Мы способны видеть лишь то, что хотим увидеть. Это широко известная и хорошо документированная истина. Те, кто не питает приязни к мотивам и устремлениям политиков левого толка, взглянув в лицо, ну, скажем, Дениса Скиннера или Артура Скарджилла, увидят одни лишь голодные амбиции и буйное помешательство; люди, которые придерживаются противоположных воззрений, не понимают, как можно, окинув взглядом Теббита или Тэтчер, не различить в их чертах невменяемость как следствие мании величия и слепое полоумие. Наш предположительно бесстрастный и непредвзятый здравый смысл питается предрассудками и незатейливыми представлениями. «Довольно было всего лишь взглянуть им в глаза», – без устали повторяем мы об Энохе Пауэлле и Тони Бенне. Но ведь, как весьма мудро заметил король Дункан, мы, люди, читать по лицам мысли не умеем.[173] В прошлом году выступавшая в программе «Диски необитаемого острова» леди Мосли получила возможность с задышливым восторгом девочки-хиппи распространяться о синеве гляделок, украшавших физиономию Гитлера, и, разумеется, она была совершенно права: глаза у Гитлера и были синими, да еще какими синими-то. Нам хотелось бы думать, что они были пустыми и безжалостными, как солнце, свирепыми, бессердечными и дьяволическими, однако жизнь устроена далеко не так просто. Можно ли утверждать, что в облике Швейцера святости больше, чем в облике Гриппена?[174] И если мы покажем две фотографии – матери Терезы и охранницы из Равенсбрюка – человеку, с их лицами не знакомому, сумеет ли он сказать, кто есть кто?

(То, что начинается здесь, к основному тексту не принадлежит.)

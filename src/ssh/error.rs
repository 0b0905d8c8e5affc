//! Error kinds surfaced by sessions and remote file operations.
//!
//! # Classification
//!
//! 1. [`ConnectionError`]: the transport could not be opened, or every
//!    applicable authentication strategy was rejected. Fatal to the connect
//!    call; the caller may try again with a new attempt.
//! 2. [`TransferError`]: SFTP channel unavailable, a remote or local open
//!    failed, data could not be written, or a mkdir parent is missing.
//! 3. [`ExecError`]: the command channel could not be opened.
//!
//! Nothing in this crate retries automatically. [`ConnectionError::is_retryable`]
//! tells callers which failures are transient: an unreachable host may come
//! back, rejected credentials will not.

use thiserror::Error;

/// Failure to establish an authenticated session.
#[derive(Debug, Clone, PartialEq, Eq, Error)]
pub enum ConnectionError {
    #[error("SSH: Can't connect to {target}: {message}")]
    Unreachable { target: String, message: String },

    #[error("SSH: Can't connect to {target}: authentication failed ({detail})")]
    AuthenticationFailed { target: String, detail: String },
}

impl ConnectionError {
    /// Short stable reason: `"unreachable"` or `"authentication failed"`.
    pub fn reason(&self) -> &'static str {
        match self {
            Self::Unreachable { .. } => "unreachable",
            Self::AuthenticationFailed { .. } => "authentication failed",
        }
    }

    /// The `user@host` the connection was attempted for.
    pub fn target(&self) -> &str {
        match self {
            Self::Unreachable { target, .. } | Self::AuthenticationFailed { target, .. } => target,
        }
    }

    /// Authentication failures are never worth retrying, transport failures may be.
    pub fn is_retryable(&self) -> bool {
        matches!(self, Self::Unreachable { .. })
    }
}

/// Failure of an SFTP transfer or directory operation.
#[derive(Debug, Error)]
pub enum TransferError {
    #[error(transparent)]
    Connection(#[from] ConnectionError),

    #[error("Unable to open SFTP channel: {0}")]
    SftpUnavailable(String),

    #[error("Unable to open remote file: {path}: {message}")]
    RemoteOpen { path: String, message: String },

    #[error("Unable to open local file: {path}: {source}")]
    LocalOpen {
        path: String,
        #[source]
        source: std::io::Error,
    },

    #[error("Unable to read local file: {path}: {source}")]
    LocalRead {
        path: String,
        #[source]
        source: std::io::Error,
    },

    #[error("Unable to send data to file: {path}: {source}")]
    Write {
        path: String,
        #[source]
        source: std::io::Error,
    },

    #[error("Unable to copy {from} to {to}: {source}")]
    Copy {
        from: String,
        to: String,
        #[source]
        source: std::io::Error,
    },

    #[error("Unable to create remote folder {name}. {parent} does not exist.")]
    ParentMissing { name: String, parent: String },

    #[error("Unable to create remote folder {path}: {message}")]
    CreateDir { path: String, message: String },
}

impl TransferError {
    pub fn reason(&self) -> &'static str {
        match self {
            Self::Connection(e) => e.reason(),
            Self::SftpUnavailable(_) => "sftp unavailable",
            Self::RemoteOpen { .. } => "remote open failed",
            Self::LocalOpen { .. } => "local open failed",
            Self::LocalRead { .. } => "local read failed",
            Self::Write { .. } => "write failed",
            Self::Copy { .. } => "copy failed",
            Self::ParentMissing { .. } => "parent missing",
            Self::CreateDir { .. } => "create dir failed",
        }
    }
}

/// Failure to start a remote command.
#[derive(Debug, Error)]
pub enum ExecError {
    #[error(transparent)]
    Connection(#[from] ConnectionError),

    #[error("Failed to execute command {command:?}: {message}")]
    ChannelOpen { command: String, message: String },
}

/// Invalid connection configuration.
#[derive(Debug, Error)]
pub enum ConfigError {
    #[error("SSH_HOST is not set")]
    MissingHost,

    #[error("Invalid port number: {0}")]
    InvalidPort(String),

    #[error("Invalid connection configuration: {0}")]
    Invalid(#[source] serde_json::Error),
}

Как-то раз у меня брала интервью весьма уважаемая журналистка (если таковое явление существует в природе) из воскресной газеты. В ресторан, где мы должны были встретиться, я заявился в мотоциклетном шлеме, свободной куртке из козловой кожи, джинсах и футболке. Опубликованное затем интервью начиналось так: «Одетый в твид Стивен Фрай…» Для этой журналистки я – ходячий отрез пестрого твида, вручную сотканного на Гебридах, и она готова скорее отправиться в ад, чем позволить глазам оспорить ее устоявшиеся представления.

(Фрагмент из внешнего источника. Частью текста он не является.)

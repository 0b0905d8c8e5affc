//! Authentication strategies for SSH connections.
//!
//! Each strategy pairs an applicability predicate (are its credentials
//! configured?) with an attempt against the transport. [`AuthChain`] evaluates
//! an ordered list of strategies in a loop, so the fallback order is data
//! rather than control flow.
//!
//! # Available Strategies
//!
//! - [`NoneAuth`]: `none` method, needs only a username
//! - [`PasswordAuth`]: Password-based authentication
//! - [`KeyAuth`]: Public/private key file authentication
//!
//! # Example
//!
//! ```ignore
//! use ssh_sftp::ssh::auth::{AuthChain, AuthStrategy};
//!
//! let chain = AuthChain::standard(); // none -> password -> key
//! let ok = chain.authenticate(transport, &config).await?;
//! ```

mod chain;
mod key;
mod none;
mod password;
mod traits;

pub use chain::AuthChain;
pub use key::KeyAuth;
pub use none::NoneAuth;
pub use password::PasswordAuth;
pub use traits::AuthStrategy;
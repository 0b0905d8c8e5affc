//! Transport trait definitions.
//!
//! These traits are the seam between the session logic and the SSH library.
//! The production implementation lives in `client` (russh + russh-sftp);
//! tests swap in an in-memory double. Each method maps to one primitive of
//! the underlying transport:
//!
//! | Primitive | Method |
//! |-----------|--------|
//! | connect(host, port) | [`Connector::connect`] |
//! | auth none | [`Transport::authenticate_none`] |
//! | auth password | [`Transport::authenticate_password`] |
//! | auth public key | [`Transport::authenticate_publickey`] |
//! | open SFTP channel | [`Transport::open_sftp`] |
//! | exec channel | [`Transport::exec`] |
//!
//! Errors at this level are plain messages; the session layer wraps them
//! into typed errors.

use std::path::Path;
use std::sync::Arc;

use async_trait::async_trait;
use tokio::io::{AsyncRead, AsyncWrite};

use crate::ssh::session::DisconnectNotice;

/// Callback invoked when the server closes the connection.
pub type DisconnectHook = Arc<dyn Fn(DisconnectNotice) + Send + Sync>;

/// A bidirectional byte stream: a remote file handle or an exec channel.
pub trait RemoteIo: AsyncRead + AsyncWrite + Send + Unpin {}

impl<T: AsyncRead + AsyncWrite + Send + Unpin> RemoteIo for T {}

/// Remote file timestamps in seconds since the Unix epoch.
#[derive(Debug, Clone, Copy, Default, PartialEq, Eq)]
pub struct RemoteTimes {
    pub modified: Option<u32>,
    pub accessed: Option<u32>,
}

/// Opens transports to SSH servers.
#[async_trait]
pub trait Connector: Send + Sync {
    /// Open an unauthenticated transport to `host:port`.
    ///
    /// `on_disconnect` must be invoked when the server sends a disconnect.
    async fn connect(
        &self,
        host: &str,
        port: u16,
        on_disconnect: DisconnectHook,
    ) -> Result<Box<dyn Transport>, String>;
}

/// An open SSH transport.
///
/// Authentication methods return:
///
/// * `Ok(true)` - Authentication succeeded
/// * `Ok(false)` - Credentials rejected by the server
/// * `Err(message)` - Error during the attempt (bad key file, I/O, ...)
#[async_trait]
pub trait Transport: Send + Sync {
    async fn authenticate_none(&mut self, username: &str) -> Result<bool, String>;

    async fn authenticate_password(
        &mut self,
        username: &str,
        password: &str,
    ) -> Result<bool, String>;

    async fn authenticate_publickey(
        &mut self,
        username: &str,
        public_key: &Path,
        private_key: &Path,
        passphrase: Option<&str>,
    ) -> Result<bool, String>;

    /// Open an SFTP sub-channel.
    async fn open_sftp(&self) -> Result<Box<dyn SftpChannel>, String>;

    /// Open an exec channel running `command` and return its output stream.
    async fn exec(&self, command: &str) -> Result<Box<dyn RemoteIo>, String>;

    /// Whether the handle is still usable. Local state only, nothing is sent.
    fn is_valid(&self) -> bool;

    /// Send an application disconnect.
    async fn close(&mut self) -> Result<(), String>;
}

/// An SFTP sub-channel.
#[async_trait]
pub trait SftpChannel: Send + Sync {
    /// Open `path` read-only.
    async fn open_read(&self, path: &str) -> Result<Box<dyn RemoteIo>, String>;

    /// Open `path` for writing, creating or truncating it.
    async fn create(&self, path: &str) -> Result<Box<dyn RemoteIo>, String>;

    async fn times(&self, path: &str) -> Result<RemoteTimes, String>;

    async fn try_exists(&self, path: &str) -> Result<bool, String>;

    /// Create a single directory. Parents are not created.
    async fn create_dir(&self, path: &str) -> Result<(), String>;

    async fn close(&self) -> Result<(), String>;
}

На этой неделе Шеридан Морли напечатал в «Другой газете» рецензию на первую телевизионную постановку вагнеровского «Кольца». Он рассказал о вступлении, в котором загримированный под Бернарда Шоу Норманн Родуэй превосходно прочитал отрывки из «Совершенного вагнерианца». Вступление Морли очень понравилось, однако при поднятии занавеса он, по его словам, увидел толпу поющих толстушек. После чего вся эта телевизионная затея покатилась, как он считает, по наклонной плоскости. Ну так вот, существует множество людей, которые, по всему судя, ни музыку, ни драматургию Вагнера не переносят, – стыд и срам, конечно, но это так. Ричард Инграмс, рецензируя в последнем субботнем номере «Телеграфа» некую книгу, ухитрился и вовсе отказать Мастеру в музыкальности. Поверить в то, что это сделал человек, способный столь толково писать о Бартоке, трудно, но вот вам, пожалуйста, кто одному «имярек», тот другому «как бишь его». Странность же написанного Шериданом Морли состоит в том, что ни одну из женщин, появившихся на сцене в постановке «Золота Рейна», невозможно, даже напрягая воображение до последней крайности, описать как хотя бы отчасти пухленькую, округлую, полную, дородную, корпулентную, тучную, обильную телом, упитанную, пузатую или обладающую чрезмерными запасами подкожного жира. Дочери Рейна были стройны и гибки, Фрикка, Фрейя и Эрда отличались совершенством пропорций. А других женщин в этой опере не имеется. Однако Шеридан Морли убежден в том, что все вагнеровские певицы – толстухи, да и все тут, и если зрение его свидетельствует об ином, так шло бы оно в тартарары.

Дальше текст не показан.